Num mundo fraturado, Gaza é o retrato de um colapso da humanidade. Um depoimento da derrota da diplomacia. E, ainda assim, o silêncio das potências e daqueles capazes de influenciar é revelador e reabre o debate sobre a cumplicidade diante de crimes atrozes.

A própria Santa Sé sabe, hoje, as consequências de quando opta por hesitar. No dia de Natal de 1942, o papa Pio 12 usou sua tradicional alocução na rádio Vaticano para emitir seu único comentário público sobre o genocídio dos judeus por parte da Alemanha Nazista.

"Este voto (a favor de um mundo mais justo) a humanidade deve às centenas de milhares de pessoas que, sem culpa própria, às vezes apenas por razões de nacionalidade ou raça, se encontram destinadas à morte ou a uma aniquilação progressiva", declarou Pio 12.
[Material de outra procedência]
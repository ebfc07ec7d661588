//! The fixed 12-byte message header.
//!
//! Layout, MSB first within each 16-bit word:
//! `ID(16) | QR(1) OPCODE(4) AA(1) TC(1) RD(1) RA(1) Z(3) RCODE(4) |
//! QDCOUNT(16) | ANCOUNT(16) | NSCOUNT(16) | ARCOUNT(16)`.

use bytes::BufMut;

use crate::dns_types::{MessageType, Opcode, ResponseCode};
use crate::error::{DecodeError, EncodeError};
use crate::wire::{read_u16, WireDecode, WireEncode};

pub const HEADER_LEN: usize = 12;

const QR_BIT: u16 = 1 << 15;
const OPCODE_SHIFT: u16 = 11;
const AA_BIT: u16 = 1 << 10;
const TC_BIT: u16 = 1 << 9;
const RD_BIT: u16 = 1 << 8;
const RA_BIT: u16 = 1 << 7;
const Z_SHIFT: u16 = 4;

/// The sixteen flag bits of the second header word, unpacked.
#[derive(Debug, Clone, Copy, PartialEq, Eq, Default)]
pub struct Flags {
    pub message_type: MessageType,
    pub opcode: Opcode,
    pub authoritative_answer: bool,
    pub truncated: bool,
    pub recursion_desired: bool,
    pub recursion_available: bool,
    /// The three reserved Z bits. Never interpreted, but they round-trip.
    pub reserved: u8,
    pub response_code: ResponseCode,
}

impl Flags {
    pub fn to_u16(self) -> u16 {
        let mut word = 0u16;
        if self.message_type.bit() {
            word |= QR_BIT;
        }
        word |= u16::from(self.opcode.to_u8() & 0xF) << OPCODE_SHIFT;
        if self.authoritative_answer {
            word |= AA_BIT;
        }
        if self.truncated {
            word |= TC_BIT;
        }
        if self.recursion_desired {
            word |= RD_BIT;
        }
        if self.recursion_available {
            word |= RA_BIT;
        }
        word |= u16::from(self.reserved & 0x7) << Z_SHIFT;
        word |= u16::from(self.response_code.to_u8() & 0xF);
        word
    }

    pub fn from_u16(word: u16) -> Self {
        Flags {
            message_type: MessageType::from_bit(word & QR_BIT != 0),
            opcode: Opcode::from_u8(((word >> OPCODE_SHIFT) & 0xF) as u8),
            authoritative_answer: word & AA_BIT != 0,
            truncated: word & TC_BIT != 0,
            recursion_desired: word & RD_BIT != 0,
            recursion_available: word & RA_BIT != 0,
            reserved: ((word >> Z_SHIFT) & 0x7) as u8,
            response_code: ResponseCode::from_u8((word & 0xF) as u8),
        }
    }
}

/// Message header: id, flags, and the four section counts.
///
/// The counts are write-only from the caller's point of view: the message
/// encoder overwrites them with the actual section lengths, so a `Header`
/// stored inside a `Message` never disagrees with its sections on the wire.
#[derive(Debug, Clone, Copy, PartialEq, Eq, Default)]
pub struct Header {
    pub id: u16,
    pub flags: Flags,
    pub question_count: u16,
    pub answer_count: u16,
    pub authority_count: u16,
    pub additional_count: u16,
}

impl WireEncode for Header {
    fn encode<B: BufMut>(&self, out: &mut B) -> Result<(), EncodeError> {
        out.put_u16(self.id);
        out.put_u16(self.flags.to_u16());
        out.put_u16(self.question_count);
        out.put_u16(self.answer_count);
        out.put_u16(self.authority_count);
        out.put_u16(self.additional_count);
        Ok(())
    }
}

impl WireDecode for Header {
    fn decode(buf: &[u8], offset: usize) -> Result<(Self, usize), DecodeError> {
        let header = Header {
            id: read_u16(buf, offset)?,
            flags: Flags::from_u16(read_u16(buf, offset + 2)?),
            question_count: read_u16(buf, offset + 4)?,
            answer_count: read_u16(buf, offset + 6)?,
            authority_count: read_u16(buf, offset + 8)?,
            additional_count: read_u16(buf, offset + 10)?,
        };
        Ok((header, offset + HEADER_LEN))
    }
}

#[cfg(test)]
mod tests {
    use super::*;

    fn encode_to_vec(header: &Header) -> Vec<u8> {
        let mut out = Vec::new();
        header.encode(&mut out).unwrap();
        out
    }

    #[test]
    fn header_is_twelve_bytes() {
        let encoded = encode_to_vec(&Header::default());
        assert_eq!(encoded.len(), HEADER_LEN);
    }

    #[test]
    fn qr_and_rd_pack_to_0x8100() {
        let flags = Flags {
            message_type: MessageType::Response,
            recursion_desired: true,
            ..Flags::default()
        };
        assert_eq!(flags.to_u16(), 0x8100);
        assert_eq!(Flags::from_u16(0x8100), flags);
    }

    #[test]
    fn qr_and_ra_pack_to_0x8080() {
        let flags = Flags {
            message_type: MessageType::Response,
            recursion_available: true,
            ..Flags::default()
        };
        assert_eq!(flags.to_u16(), 0x8080);
        assert_eq!(Flags::from_u16(0x8080), flags);
    }

    #[test]
    fn every_flag_field_has_its_bit() {
        assert_eq!(
            Flags {
                opcode: Opcode::Update,
                ..Flags::default()
            }
            .to_u16(),
            5 << 11
        );
        assert_eq!(
            Flags {
                authoritative_answer: true,
                ..Flags::default()
            }
            .to_u16(),
            1 << 10
        );
        assert_eq!(
            Flags {
                truncated: true,
                ..Flags::default()
            }
            .to_u16(),
            1 << 9
        );
        assert_eq!(
            Flags {
                response_code: ResponseCode::NotImp,
                ..Flags::default()
            }
            .to_u16(),
            4
        );
    }

    #[test]
    fn reserved_bits_round_trip() {
        let flags = Flags {
            reserved: 0b101,
            ..Flags::default()
        };
        let word = flags.to_u16();
        assert_eq!(word, 0b101 << 4);
        assert_eq!(Flags::from_u16(word).reserved, 0b101);
    }

    #[test]
    fn unrecognized_opcode_and_rcode_round_trip() {
        let word = (3u16 << 11) | 13;
        let flags = Flags::from_u16(word);
        assert_eq!(flags.opcode, Opcode::Unrecognized(3));
        assert_eq!(flags.response_code, ResponseCode::Unrecognized(13));
        assert_eq!(flags.to_u16(), word);
    }

    #[test]
    fn header_round_trip() {
        let header = Header {
            id: 0x1234,
            flags: Flags {
                message_type: MessageType::Response,
                opcode: Opcode::Query,
                recursion_desired: true,
                recursion_available: true,
                response_code: ResponseCode::NxDomain,
                ..Flags::default()
            },
            question_count: 1,
            answer_count: 2,
            authority_count: 3,
            additional_count: 4,
        };
        let encoded = encode_to_vec(&header);
        let (decoded, end) = Header::decode(&encoded, 0).unwrap();
        assert_eq!(decoded, header);
        assert_eq!(end, HEADER_LEN);
    }

    #[test]
    fn decode_known_bytes() {
        let buf = [
            0x86, 0x2a, 0x81, 0x80, 0x00, 0x01, 0x00, 0x01, 0x00, 0x00, 0x00, 0x00,
        ];
        let (header, _) = Header::decode(&buf, 0).unwrap();
        assert_eq!(header.id, 0x862a);
        assert_eq!(header.flags.message_type, MessageType::Response);
        assert!(header.flags.recursion_desired);
        assert!(header.flags.recursion_available);
        assert_eq!(header.question_count, 1);
        assert_eq!(header.answer_count, 1);
    }

    #[test]
    fn short_buffer_is_truncated() {
        let buf = [0u8; 11];
        assert_eq!(
            Header::decode(&buf, 0).unwrap_err(),
            DecodeError::Truncated { offset: 10 }
        );
    }
}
Não houve uma referência nem aos autores do crimes e nem uma declaração contundente de defesa dos judeus. Mas a frase foi suficiente para reverberar pelos corredores da diplomacia mundial e, desde então, o Vaticano tem sido alvo de uma polêmica sem fim sobre seu papel durante a Segunda Guerra Mundial.

Pio 12 foi acusado de não ter feito o suficiente para denunciar crimes cometidos por cristãos.

Há quem conteste essa versão. Alguns de seus confidentes mais próximos insistem que seu silêncio foi deliberado como estratégia para salvar vidas, principalmente a de judeus na Itália. Por décadas, a Santa Sé sustentava que não tinha informações para se pronunciar.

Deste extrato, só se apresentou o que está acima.